Review on Epidemiology of Peste des Petits Ruminants

Abstract

Peste des petits ruminants is an acute, contagious, and highly fatal viral disease that affects different animal species which is caused by Morbillivirus in the family Paramyxoviridae. The genome contains six transcription units encoding in sequential order, the Nucleocapsid (N) protein, the Phospho (P) protein, the Matrix (M) protein, the Fusion (F) protein, the Hemagglutinin (H) protein and the Large (L) protein. The virus exists as a single serotype but the genetic level is divided into four distinct lineages (I-IV) based on the Fusion (F) protein gene sequence. The disease occurs in Africa, in most of the Middle East, Arabian Peninsula, Europe and in parts of Asia including much of the Indian subcontinent. The disease is transmitted by the aerosol route during close contact between animals. The disease is characterized by high fever, ocular and nasal discharge, pneumonia and necrosis. Diagnosis can be made based on case history, geographical distribution, clinical signs, post-mortem lesions and laboratory confirmation by using various serological and molecular techniques. It has a significant economic impact on food security and livelihoods. There is no specific treatment for the disease. Control and prevention can be done through quarantine, movement control, cleaning and disinfection of infected premises and vaccination.

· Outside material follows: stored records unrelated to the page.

//! Remote character catalog
//!
//! Looks characters up by name in the ComicVine API and maps the result into
//! a [`CharacterProfile`] ready to be saved in the profile directory.

use async_trait::async_trait;
use serde::de::DeserializeOwned;
use serde::{Deserialize, Deserializer, Serialize};
use std::time::Duration;

use crate::error::{ParleyError, Result};
use crate::profile::CharacterProfile;

/// ComicVine API root
pub const DEFAULT_BASE_URL: &str = "https://comicvine.gamespot.com/api";

/// ComicVine reports success with status code 1
const STATUS_OK: i64 = 1;

/// Catalog connection settings
#[derive(Debug, Clone, PartialEq, Eq, Serialize, Deserialize)]
#[serde(default)]
pub struct CatalogConfig {
    /// API root
    pub base_url: String,

    /// Environment variable holding the API key
    pub api_key_env: String,

    /// User-Agent sent with every request
    pub user_agent: String,

    /// Per-request timeout
    #[serde(with = "humantime_serde")]
    pub timeout: Duration,
}

impl Default for CatalogConfig {
    fn default() -> Self {
        Self {
            base_url: DEFAULT_BASE_URL.to_string(),
            api_key_env: "COMICVINE_API_KEY".to_string(),
            user_agent: format!("parley/{}", env!("CARGO_PKG_VERSION")),
            timeout: Duration::from_secs(30),
        }
    }
}

impl CatalogConfig {
    /// Check the settings are usable.
    ///
    /// # Errors
    ///
    /// Returns a configuration error for blank fields or a zero timeout.
    pub fn validate(&self) -> Result<()> {
        if self.base_url.trim().is_empty() || self.api_key_env.trim().is_empty() {
            return Err(ParleyError::Configuration(
                "catalog.base_url and catalog.api_key_env must not be empty".to_string(),
            ));
        }
        if self.timeout.is_zero() {
            return Err(ParleyError::Configuration(
                "catalog.timeout must be greater than zero".to_string(),
            ));
        }
        Ok(())
    }
}

/// A searchable source of character records
#[async_trait]
pub trait CharacterCatalog: Send + Sync {
    /// Best match for `name`, `None` if the catalog has none
    async fn find(&self, name: &str) -> Result<Option<CharacterProfile>>;
}

/// ComicVine-backed catalog
#[derive(Debug, Clone)]
pub struct ComicVineCatalog {
    client: reqwest::Client,
    api_key: String,
    base_url: String,
}

impl ComicVineCatalog {
    /// Create a catalog client.
    ///
    /// # Errors
    ///
    /// Returns an error if the HTTP client cannot be built.
    pub fn new(api_key: impl Into<String>, config: &CatalogConfig) -> Result<Self> {
        let client = reqwest::Client::builder()
            .user_agent(config.user_agent.clone())
            .timeout(config.timeout)
            .build()
            .map_err(|e| ParleyError::Catalog(format!("Failed to build HTTP client: {}", e)))?;

        Ok(Self {
            client,
            api_key: api_key.into(),
            base_url: config.base_url.trim_end_matches('/').to_string(),
        })
    }

    /// Create from the environment variable named by `config.api_key_env`.
    ///
    /// # Errors
    ///
    /// Returns a configuration error if the variable is unset or empty.
    pub fn from_env(config: &CatalogConfig) -> Result<Self> {
        let api_key = std::env::var(&config.api_key_env)
            .ok()
            .filter(|key| !key.trim().is_empty())
            .ok_or_else(|| {
                ParleyError::Configuration(format!(
                    "{} environment variable not set",
                    config.api_key_env
                ))
            })?;
        Self::new(api_key, config)
    }

    /// API root in use
    pub fn base_url(&self) -> &str {
        &self.base_url
    }

    async fn get<T: DeserializeOwned>(
        &self,
        url: &str,
        query: &[(&str, &str)],
    ) -> Result<ApiResponse<T>> {
        let response = self
            .client
            .get(url)
            .query(&[("api_key", self.api_key.as_str()), ("format", "json")])
            .query(query)
            .send()
            .await
            .map_err(|e| ParleyError::Catalog(format!("Failed to send request to catalog: {}", e)))?;

        if !response.status().is_success() {
            let status = response.status();
            let text = response
                .text()
                .await
                .unwrap_or_else(|_| "Unknown error".to_string());
            return Err(ParleyError::Catalog(format!(
                "Catalog API error ({}): {}",
                status, text
            )));
        }

        let body: ApiResponse<T> = response
            .json()
            .await
            .map_err(|e| ParleyError::Catalog(format!("Failed to parse catalog response: {}", e)))?;
        body.check()?;
        Ok(body)
    }
}

#[async_trait]
impl CharacterCatalog for ComicVineCatalog {
    async fn find(&self, name: &str) -> Result<Option<CharacterProfile>> {
        let name = name.trim();
        if name.is_empty() {
            return Err(ParleyError::InvalidInput(
                "character name must not be empty".to_string(),
            ));
        }

        let url = format!("{}/search/", self.base_url);
        tracing::info!(%name, "Searching character catalog");
        let search: ApiResponse<Vec<SearchHit>> = self
            .get(&url, &[("resources", "character"), ("query", name)])
            .await?;

        let Some(detail_url) = first_detail_url(search.results.unwrap_or_default())? else {
            tracing::info!(%name, "No catalog match");
            return Ok(None);
        };

        tracing::debug!(%detail_url, "Fetching character detail");
        let detail: ApiResponse<CharacterDetail> = self.get(&detail_url, &[]).await?;
        let detail = detail.results.ok_or_else(|| {
            ParleyError::Catalog("Catalog detail response had no results".to_string())
        })?;

        Ok(Some(profile_from_detail(detail)))
    }
}

#[derive(Debug, Deserialize)]
#[serde(bound(deserialize = "T: DeserializeOwned"))]
struct ApiResponse<T> {
    error: Option<String>,
    status_code: Option<i64>,
    /// Failed lookups carry `[]` here whatever the resource type
    #[serde(default, deserialize_with = "empty_array_as_none")]
    results: Option<T>,
}

fn empty_array_as_none<'de, D, T>(deserializer: D) -> std::result::Result<Option<T>, D::Error>
where
    D: Deserializer<'de>,
    T: DeserializeOwned,
{
    match Option::<serde_json::Value>::deserialize(deserializer)? {
        None | Some(serde_json::Value::Null) => Ok(None),
        Some(serde_json::Value::Array(items)) if items.is_empty() => Ok(None),
        Some(value) => serde_json::from_value(value)
            .map(Some)
            .map_err(serde::de::Error::custom),
    }
}

impl<T> ApiResponse<T> {
    fn check(&self) -> Result<()> {
        match self.status_code {
            Some(code) if code != STATUS_OK => Err(ParleyError::Catalog(format!(
                "Catalog rejected request ({}): {}",
                code,
                self.error.as_deref().unwrap_or("unknown error")
            ))),
            _ => Ok(()),
        }
    }
}

#[derive(Debug, Deserialize)]
struct SearchHit {
    #[serde(default)]
    api_detail_url: Option<String>,
}

/// Character record as the catalog returns it
#[derive(Debug, Default, Deserialize)]
pub struct CharacterDetail {
    #[serde(default)]
    name: Option<String>,
    #[serde(default)]
    real_name: Option<String>,
    #[serde(default)]
    aliases: Option<String>,
    #[serde(default)]
    deck: Option<String>,
    #[serde(default)]
    powers: Option<Vec<NamedRef>>,
}

#[derive(Debug, Deserialize)]
struct NamedRef {
    #[serde(default)]
    name: Option<String>,
}

fn first_detail_url(hits: Vec<SearchHit>) -> Result<Option<String>> {
    let Some(first) = hits.into_iter().next() else {
        return Ok(None);
    };
    first
        .api_detail_url
        .filter(|url| !url.trim().is_empty())
        .map(Some)
        .ok_or_else(|| ParleyError::Catalog("Character result missing detail URL".to_string()))
}

/// Map a catalog record to a profile: `deck` becomes the description and
/// the newline-separated alias string becomes a list.
pub fn profile_from_detail(detail: CharacterDetail) -> CharacterProfile {
    let non_blank = |s: String| {
        let trimmed = s.trim();
        (!trimmed.is_empty()).then(|| trimmed.to_string())
    };

    CharacterProfile {
        name: detail.name.and_then(non_blank),
        real_name: detail.real_name.and_then(non_blank),
        aliases: detail
            .aliases
            .unwrap_or_default()
            .lines()
            .map(str::trim)
            .filter(|a| !a.is_empty())
            .map(str::to_string)
            .collect(),
        description: detail.deck.and_then(non_blank),
        powers: detail
            .powers
            .unwrap_or_default()
            .into_iter()
            .filter_map(|p| p.name.and_then(non_blank))
            .collect(),
        personas: Default::default(),
    }
}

Keywords: Peste des petits ruminants; Virus; Contagious; Review; Epidemiology

Introduction

A Peste des petits ruminants is an acute, contagious, and frequently fatal disease of Small ruminants, caused by a Morbillivirus of the family Paramyxoviridae [1,2]. Peste des Petits Ruminants (PPR) spreads quickly in susceptible ruminant species, and the highest number of outbreaks occurs in sheep and goats. Cattle, camels, pigs and several wild ruminants have been infected occasionally; however, there is no evidence to show that the disease is maintained in these populations without concurrent infection in sheep or goats [3]. Peste des Petits Ruminants Virus (PPRV) was first identified in Côte d’Ivoire, West Africa, in 1942, and it is currently believed to be endemic across much of West, Central, North and East Africa, the Middle East and Central, South and East Asia [4]. Four genetic lineages (Lineages I-IV) and a number of viral strains have been identified. Geographically, lineages I and II have been found predominantly in West and Central Africa, and lineage III has been found predominantly in East Africa and the Middle East [1]. Lineage IV is the main lineage found in Asia [5].

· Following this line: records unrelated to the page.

//! Lexical keyword classifier

use super::signal::{Emotion, Intent, SignalTuple, Tone};
use super::vocabulary::{CategorySet, Gazetteer, TokenForms, Vocabulary, tokenize};
use super::{ClassifierStrategy, UtteranceClassifier};

/// Classifier that matches lower-cased tokens against the vocabulary.
///
/// No stemming: `"loves"` does not match the lemma `"love"`. Targets come only
/// from the configured gazetteer of known people.
#[derive(Debug, Clone)]
pub struct LexicalClassifier {
    vocabulary: Vocabulary,
    intents: CategorySet,
    emotions: CategorySet,
    tones: CategorySet,
    people: Gazetteer,
}

impl LexicalClassifier {
    /// Compile a classifier from a vocabulary
    pub fn new(vocabulary: Vocabulary) -> Self {
        Self {
            intents: CategorySet::compile(&vocabulary.intents),
            emotions: CategorySet::compile(&vocabulary.emotions),
            tones: CategorySet::compile(&vocabulary.tones),
            people: Gazetteer::compile(&vocabulary.people),
            vocabulary,
        }
    }

    /// The vocabulary this classifier was built from
    pub fn vocabulary(&self) -> &Vocabulary {
        &self.vocabulary
    }
}

impl Default for LexicalClassifier {
    fn default() -> Self {
        Self::new(Vocabulary::default())
    }
}

impl UtteranceClassifier for LexicalClassifier {
    fn classify(&self, text: &str) -> SignalTuple {
        let forms: TokenForms = tokenize(text).into_iter().map(|t| vec![t.lower]).collect();

        let intent = if self.vocabulary.is_question(text) {
            Intent::Question
        } else {
            self.intents
                .first_match(&forms)
                .map(Intent::from)
                .unwrap_or(Intent::Statement)
        };

        SignalTuple {
            text: text.to_string(),
            intent,
            emotion: self.emotions.first_match(&forms).map(Emotion::from),
            tone: self.tones.first_match(&forms).map(Tone::from),
            target: self
                .people
                .earliest(&forms)
                .map(|(_, name)| name.to_string()),
        }
    }

    fn strategy(&self) -> ClassifierStrategy {
        ClassifierStrategy::Lexical
    }
}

In small ruminants, infection by Peste des petits ruminants virus is characterized by sudden depression, fever, pneumonia, nasal and ocular discharge, diarrhoea with high morbidity and mortality rates which can be approaches up to 100% that threatens the food security and sustainable livelihood of the communities [6,7]. PPR is transmitted by close contact, and confinement favors outbreaks. Secretions and excretions of sick animals are the sources of infection. Transmission can occur during the incubation period [1,8]. PPR is tentatively diagnosed by clinical observations, characteristic symptoms, epidemiology, post-mortem lesions and laboratory confirmation by using various serological and molecular techniques such as Competitive Enzyme-Linked Immunosorbent Assay (C-ELISA), Agar Gel Immunodiffusion (AGID), Virus Neutralization Test (VNT), Reverse Transcriptase Polymerase Chain Reaction (RT-PCR) and others [9,10]. For the proper control of PPR, there is need of strong support of diagnostic methods and proper, timely vaccination of the susceptible population [11].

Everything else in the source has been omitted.